Dec 12, 2019

Teaching Climate Change to Youngsters Can Be ‘Big Little’ Lesson

Reporting Texas

First-grade teacher Hannah Rubinstein points to a sky blue bulletin board at the back of her classroom clad in handmade decorations. There’s a happy-faced sun made from a paper plate painted yellow and orange and a cluster of storm clouds which Rubinstein crafted from cotton balls.

At the top of the board, Rubinstein has written “What’s the Weather Like Today?” in curly black lettering.

“Does anyone remember what it felt like outside when you came to school today?” Rubinstein asks her students, who sit in a tightly-formed circle, legs crossed, on a plush mat on the floor. There’s a half-moment of silence before one of the students sitting closest to Rubinstein yells out.

“Sunny,” he says, beaming, proud of his memory.

“Right!” Rubinstein says. “And what’s the word we use to talk about what’s happening outside? I’ll give you a hint – it’s on the board behind me.”

A girl in pink peeks her head out to look behind Rubinstein: “Weather!”

“Right! Weather,” Rubinstein says. “And today, we’re going to talk about another part of weather. Some of you have probably heard of it.”

“It’s called climate.”


Rubinstein is beginning a unit on climate change. Climate change isn’t a part of elementary school curriculum, and because of that most students won’t discuss it in a school setting until middle school – and that’s at the earliest. Rubinstein’s decision to speak about it with her students was long and complicated. She was met with opposition from many. After all, her oldest students are only seven.

“I had a young boy come to me a couple weeks ago and ask if he was ever going to have the chance to be a teenager or whether he’d die from global warming before that ever happened,” Rubinstein said. “There was a lot of anguish in his face. It was very upsetting to see.”

Rubenstein said she’s heard similar concerns from other students as well as other teachers.

“Kids are struggling hard with this,” said Natalie Walrath,  volunteer who instructs elementary school science programs in Austin. “Because climate change is such a prominent part of public discourse, young people are absorbing more information than we likely give them credit for. What are we supposed to do? Ignore it?”

Rubenstein added, “If climate change is something my kids are going to be worrying about, it only makes sense for me, and the rest of the [education] system, to give them actual information about it.”

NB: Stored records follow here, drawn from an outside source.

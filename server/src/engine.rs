//! Server engine: owns the pieces, the phase machine and the controller, and
//! runs physics and command intake on their own fixed cadences.

use crate::controller::Controller;
use crate::entity::{is_touching, Goal, Player};
use crate::game::{GameEvent, GameState};
use crate::network::ServerMessage;
use log::{debug, error, info, warn};
use rand::Rng;
use shared::render::{Drawable, Surface};
use shared::schedule::Ticker;
use shared::{Packet, PacketSender, Settings, SettingsError, CLIENT_VERSION};
use std::collections::HashMap;
use std::time::Instant;
use tokio::sync::mpsc::{self, error::TryRecvError};

pub struct Engine {
    settings: Settings,
    player: Player,
    goal: Goal,
    game_state: GameState,
    controller: Controller,

    connections: HashMap<u32, PacketSender>,
    client_connection: Option<u32>,
    server_rx: mpsc::UnboundedReceiver<ServerMessage>,

    physics: Ticker,
    commands: Ticker,
    running: bool,
}

impl Engine {
    /// Spawns the player, places the goal and starts both tickers at `now`.
    pub fn new<R: Rng + ?Sized>(
        settings: Settings,
        server_rx: mpsc::UnboundedReceiver<ServerMessage>,
        rng: &mut R,
        now: Instant,
    ) -> Result<Self, SettingsError> {
        settings.validate()?;

        let player = Player::spawn(&settings, rng);
        let goal = Goal::place(&player, &settings, rng);
        info!(
            "Player at ({}, {}), goal at ({:.1}, {:.1})",
            player.piece.x, player.piece.y, goal.piece.x, goal.piece.y
        );

        Ok(Self::with_pieces(settings, player, goal, server_rx, now))
    }

    /// Builds an engine around already positioned pieces.
    pub fn with_pieces(
        settings: Settings,
        player: Player,
        goal: Goal,
        server_rx: mpsc::UnboundedReceiver<ServerMessage>,
        now: Instant,
    ) -> Self {
        let physics = Ticker::new(settings.physics_interval(), now);
        let commands = Ticker::new(settings.command_interval(), now);

        Self {
            settings,
            player,
            goal,
            game_state: GameState::new(),
            controller: Controller::new(),
            connections: HashMap::new(),
            client_connection: None,
            server_rx,
            physics,
            commands,
            running: true,
        }
    }

    pub fn settings(&self) -> &Settings {
        &self.settings
    }

    pub fn player(&self) -> &Player {
        &self.player
    }

    pub fn goal(&self) -> &Goal {
        &self.goal
    }

    pub fn game_state(&self) -> &GameState {
        &self.game_state
    }

    pub fn controller(&self) -> &Controller {
        &self.controller
    }

    pub fn is_running(&self) -> bool {
        self.running
    }

    pub fn stop(&mut self) {
        if self.running {
            info!("Engine stopping");
        }
        self.running = false;
    }

    /// Runs whatever command drains and physics ticks are due at `now`.
    ///
    /// Commands are drained first so a command that arrived before this
    /// frame's physics tick is integrated by it.
    pub fn update(&mut self, now: Instant) {
        if self.commands.poll(now) > 0 {
            self.drain_commands(now);
        }

        let ticks = self.physics.poll(now);
        if ticks > 0 {
            self.physics_tick(ticks, now);
        }
    }

    /// Moves the player by `ticks` steps and checks for the win.
    pub fn physics_tick(&mut self, ticks: u32, now: Instant) {
        self.player.piece.advance(ticks);

        if self.game_state.phase() == shared::Phase::Play
            && is_touching(&self.player.piece, &self.goal.piece)
        {
            info!(
                "Player touched goal at ({}, {})",
                self.player.piece.x, self.player.piece.y
            );
            self.game_state.advance(GameEvent::GoalTouched, now);
        }

        let fired = self.physics.fired();
        if fired > 0 && fired % 60 == 0 {
            debug!(
                "Tick {}: player ({}, {}) velocity ({}, {}), phase {:?}",
                fired,
                self.player.piece.x,
                self.player.piece.y,
                self.player.piece.dx,
                self.player.piece.dy,
                self.game_state.phase()
            );
        }
    }

    /// Handles every message the network layer queued since the last drain.
    pub fn drain_commands(&mut self, now: Instant) {
        loop {
            match self.server_rx.try_recv() {
                Ok(message) => self.handle_message(message, now),
                Err(TryRecvError::Empty) => break,
                Err(TryRecvError::Disconnected) => {
                    if self.running {
                        error!("Network layer stopped, shutting down");
                    }
                    self.stop();
                    break;
                }
            }
        }
    }

    pub fn handle_message(&mut self, message: ServerMessage, now: Instant) {
        match message {
            ServerMessage::Connected {
                connection_id,
                endpoint,
            } => {
                info!("Connection {} opened", connection_id);
                self.connections.insert(connection_id, endpoint);
            }
            ServerMessage::PacketReceived {
                connection_id,
                packet,
            } => {
                self.handle_packet(connection_id, packet, now);
            }
            ServerMessage::Disconnected { connection_id } => {
                info!("Connection {} closed", connection_id);
                self.connections.remove(&connection_id);
                self.release_client(connection_id);
            }
        }
    }

    fn handle_packet(&mut self, connection_id: u32, packet: Packet, now: Instant) {
        match packet {
            Packet::SetDirection { direction, pressed } => {
                debug!(
                    "Connection {}: {:?} {}",
                    connection_id,
                    direction,
                    if pressed { "pressed" } else { "released" }
                );
                self.controller
                    .set_direction(direction, pressed, &mut self.player);
                self.game_state.advance(GameEvent::DirectionCommand, now);
            }

            Packet::RegisterClient { client_version } => {
                self.register_client(connection_id, client_version);
            }

            Packet::Disconnect => {
                info!("Connection {} asked to disconnect", connection_id);
                self.release_client(connection_id);
            }

            Packet::PushPhase { .. } => {
                warn!("Unexpected packet type from connection {}", connection_id);
            }
        }
    }

    fn register_client(&mut self, connection_id: u32, client_version: u32) {
        let Some(endpoint) = self.connections.get(&connection_id) else {
            warn!("Registration from unknown connection {}", connection_id);
            return;
        };

        if client_version != CLIENT_VERSION {
            warn!(
                "Connection {} uses client version {}, expected {}",
                connection_id, client_version, CLIENT_VERSION
            );
            if let Err(e) = endpoint.send(Packet::Disconnect) {
                debug!("Could not refuse connection {}: {}", connection_id, e);
            }
            return;
        }

        if self.game_state.register_client(endpoint.clone()) {
            info!("Connection {} registered as client", connection_id);
            self.client_connection = Some(connection_id);
        }
    }

    fn release_client(&mut self, connection_id: u32) {
        if self.client_connection == Some(connection_id) {
            warn!("Registered client on connection {} is gone", connection_id);
            self.client_connection = None;
            self.game_state.drop_client();
        }
    }

    /// Drawn in order: goal first, player on top.
    pub fn drawables(&self) -> [&dyn Drawable; 2] {
        [&self.goal.piece, &self.player.piece]
    }

    pub fn render(&self, surface: &mut dyn Surface) {
        surface.fill(self.game_state.background());
        for drawable in self.drawables() {
            drawable.draw(surface);
        }
    }
}
//! # Chase Game Server Library
//!
//! This library holds the authoritative side of a small two-process game: a
//! player circle steered by a remote client chases a goal circle. The server
//! owns every piece of simulation state; the client only mirrors the current
//! phase and sends arrow-key commands.
//!
//! ## Core Responsibilities
//!
//! ### Authoritative Simulation
//! The server integrates the player's motion, bounces it off the screen
//! edges, detects contact with the goal and advances the game phase. Nothing
//! the client sends can move a piece directly; it can only change which
//! arrow keys the server believes are held.
//!
//! ### Phase Machine
//! The game moves strictly through `Ready -> Play -> Win`. The first
//! directional command starts the round, touching the goal ends it. Each
//! transition is pushed to the registered client so its background follows.
//!
//! ### Client Endpoint
//! Exactly one client registers per server run. Its endpoint is stored on
//! registration and released when the connection goes away; pushes to a
//! missing or closed endpoint are skipped with a log line.
//!
//! ## Architecture Design
//!
//! ### Single-Threaded Game Loop
//! All game state is mutated on the window thread. The [`engine::Engine`] is
//! polled once per frame and fires its own fixed-cadence tickers: physics at
//! 60Hz and command intake at 120Hz. A slow frame catches up by running the
//! missed ticks in one go.
//!
//! ### Network Thread
//! TCP accept and framing run on a separate tokio runtime thread (see
//! [`network::spawn`]). Connections are turned into
//! [`network::ServerMessage`]s and queued for the engine, which drains them
//! on its command tick.
//!
//! ## Module Organization
//!
//! ### Entity Module (`entity`)
//! Circular pieces with bounded, reflecting motion and the contact test.
//!
//! ### Placement Module (`placement`)
//! Picks a goal position at a random distance and angle from the player,
//! mirroring each axis through the player when the naive spot falls off
//! screen.
//!
//! ### Controller Module (`controller`)
//! Tracks the four held arrow keys and rebuilds the player's velocity.
//!
//! ### Game Module (`game`)
//! The phase state machine, its timestamps and the client endpoint.
//!
//! ### Engine Module (`engine`)
//! Ties the pieces, controller and phase machine to the tick schedule and
//! the queue of network messages.
//!
//! ### Network Module (`network`)
//! TCP listener, per-connection tasks and the message types they emit.
//!
//! ## Usage Example
//!
//! ```rust,no_run
//! use server::engine::Engine;
//! use shared::Settings;
//! use std::time::Instant;
//! use tokio::sync::mpsc;
//!
//! fn main() -> Result<(), Box<dyn std::error::Error>> {
//!     let settings = Settings::default();
//!     let (server_tx, server_rx) = mpsc::unbounded_channel();
//!     server::network::spawn("127.0.0.1:8080".to_string(), server_tx)?;
//!
//!     let mut engine = Engine::new(settings, server_rx, &mut rand::thread_rng(), Instant::now())?;
//!     while engine.is_running() {
//!         engine.update(Instant::now());
//!         // render with engine.render(&mut surface)
//!     }
//!     Ok(())
//! }
//! ```

pub mod controller;
pub mod engine;
pub mod entity;
pub mod game;
pub mod network;
pub mod placement;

The decision to talk to students about climate change has proved to be controversial due to its frightening nature – not to mention the issue’s political polarity.

Take HBO’s hit drama series “Big Little Lies.” In the show’s second season, second-grader Amabella faints from a panic attack after learning about environmental decline in a classroom activity where students repeated climate-change-related statistics.

“How many gallons of water does it take to make a single sausage?” the fictional teacher asks his students from the bubble of Monterrey, California, who respond back in chorus. “A thousand.”

Amabella’s mother, Renatta, portrayed by actor Laura Dern, bursts into the school in steel-toed boots demanding to know, “What possesses idiots … to teach second graders that the planet is doomed?” A school-wide assembly occurs in response, soliciting a variety of other equally extreme opinions.

The scene in Big Little Lies is not unlike the drama offered by international concerns. Climate change statistics can be grim and prognosticators’ predictions certainly overwhelming.

As the United Nations reports, by 2050 we’ll likely need the equivalent of three Earth-like planets worth of resources to sustain our current way of living. And then there’s the rising temperature averages leading to rising sea levels recently experienced in Venice, Italy.

“This is the first time in history where we have a kind of awareness on this issue, where we can do something,” Walrath said. But the newness means that teachers, administrators and schools are figuring out the rules as they go. According to Walrath there’s no curriculum and very little psychological research on how young people will cope (or if they should even have to).

“To be clear, we aren’t going in to our classrooms guns blazing armed with apocalyptic rhetoric,” Rubinstein said. “No responsible educators are trying to scare anyone’s kids.”

Rather, her approach is tailored to the needs and awareness level of her students.

“This is an issue that’s complex and very scientifically dense and so one of our primary jobs is just to make it accessible,” Walrath said.

“We won’t be mentioning carbon emissions just yet,” Rubinstein said. “It’s not because we’re sheltering them. It’s about breaking it down.”

By first grade, students have already learned some things about the concept of weather.

“In kindergarten, they usually talk about temperature, rain, snow,” Rubenstein said. “Now, we’ll extend that into what temperature looks like long-term.”


When Rubinstein finishes up the first part of her lesson, she sits down in the circle among her students and asks them how they’re feeling. They sit quietly before Rubinstein breaks the silence.

“It’s okay if we have a lot of emotions right now,” she says. “I have many myself.” Her demeanor is composed but nurturing as she says this.

“It’s scary!” one of Rubinstein’s students yells out. Several students in the class chime in in agreement.

Rubinstein nods. “It sure is. It sure is.”

The class will learn about how they can become more environmentally conscious over the course of the school year with lessons planned on water conservation, gardening and recycling.

As for the kids, Rubinstein thinks they’re handling the information just fine.

“Even though it’s hard to swallow, we’re giving them facts and we’re speaking to them in action-oriented language,” Rubinstein said, looking out on her classroom.

Her tone is serious, but she’s optimistic.

“These kids.  This is the generation that can actually fix this.”